Importance of electronic correlations in exploring the exotic phase diagram of layered LixMnO2

Using ab initio dynamical mean-field theory we explore the electronic and magnetic states of layered LixMnO2 as a function of x, the state-of-charge. Constructing real-space Wannier projections of Kohn-Sham orbitals based on the low-energy subspace of Mn 3d states and solving a multi-impurity problem, our approach focuses on local correlations at Mn sites. The antiferromagnetic insulating state in LiMnO2 has a moderate Neel temperature of TN = 296 K in agreement with experimental studies.
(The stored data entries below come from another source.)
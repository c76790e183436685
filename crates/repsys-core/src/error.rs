//! Shared error type across repsys crates.

use thiserror::Error;

use crate::status::ApiState;

/// Stable error codes, used as metric labels and in log fields.
#[derive(Debug, Clone, Copy, PartialEq, Eq)]
pub enum ErrorCode {
    /// The report system answered with a non-Ok status.
    Store,
    /// A class value outside the known single-bit classes.
    UnknownClass,
    /// A state value outside the known message states.
    UnknownState,
    /// Invalid configuration.
    Config,
    /// Unsupported config version.
    UnsupportedVersion,
    /// Lifecycle misuse (e.g. starting twice).
    Lifecycle,
    /// Internal error.
    Internal,
}

impl ErrorCode {
    pub fn as_str(self) -> &'static str {
        match self {
            ErrorCode::Store => "STORE",
            ErrorCode::UnknownClass => "UNKNOWN_CLASS",
            ErrorCode::UnknownState => "UNKNOWN_STATE",
            ErrorCode::Config => "CONFIG",
            ErrorCode::UnsupportedVersion => "UNSUPPORTED_VERSION",
            ErrorCode::Lifecycle => "LIFECYCLE",
            ErrorCode::Internal => "INTERNAL",
        }
    }
}

/// Shared result type.
pub type Result<T> = std::result::Result<T, RepSysError>;

/// Unified error type used by core and relay.
#[derive(Debug, Error)]
pub enum RepSysError {
    #[error("store call `{op}` failed: {state}")]
    Store { op: &'static str, state: ApiState },
    #[error("unknown message class bits 0x{0:08X}")]
    UnknownClass(u32),
    #[error("unknown message state {0}")]
    UnknownState(u32),
    #[error("config: {0}")]
    Config(String),
    #[error("unsupported config version")]
    UnsupportedVersion,
    #[error("processor already started")]
    AlreadyStarted,
    #[error("internal: {0}")]
    Internal(String),
}

impl RepSysError {
    /// Wrap a non-Ok store status, naming the call that produced it.
    pub fn store(op: &'static str, state: ApiState) -> Self {
        RepSysError::Store { op, state }
    }

    pub fn code(&self) -> ErrorCode {
        match self {
            RepSysError::Store { .. } => ErrorCode::Store,
            RepSysError::UnknownClass(_) => ErrorCode::UnknownClass,
            RepSysError::UnknownState(_) => ErrorCode::UnknownState,
            RepSysError::Config(_) => ErrorCode::Config,
            RepSysError::UnsupportedVersion => ErrorCode::UnsupportedVersion,
            RepSysError::AlreadyStarted => ErrorCode::Lifecycle,
            RepSysError::Internal(_) => ErrorCode::Internal,
        }
    }

    /// Name of the store call that failed, if any.
    pub fn op(&self) -> Option<&'static str> {
        match self {
            RepSysError::Store { op, .. } => Some(*op),
            _ => None,
        }
    }

    /// The store status behind this error, if it came from a store call.
    pub fn api_state(&self) -> Option<ApiState> {
        match self {
            RepSysError::Store { state, .. } => Some(*state),
            _ => None,
        }
    }
}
Upon delithiation the system proceeds through a number of states: ferrimagnetic correlated metals at x = 0.92, 0.83; multiple charge disproportionated ferromagnetic correlated metals with large quasiparticle peaks at x = 0.67, 0.50, 0.33; ferromagnetic metals with small quasiparticle peaks at x = 0.17, 0.08 and an antiferromagnetic insulator for the fully delithiated state, x = 0.0. At moderate states of charge, x = 0.67 - 0.33, a mix of +3/+4 formal oxidation states of Mn is observed, while the overall nominal oxidation of Mn state changes from +3 in LiMnO2 to +4 in MnO2. In all these cases the high-spin state emerges as the most likely state in our calculations considering the full d manifold of Mn based on the proximity of eg levels in energy to t2g. We observe a crossover from coherent to incoherent behavior on delithiation as function of state-of-charge.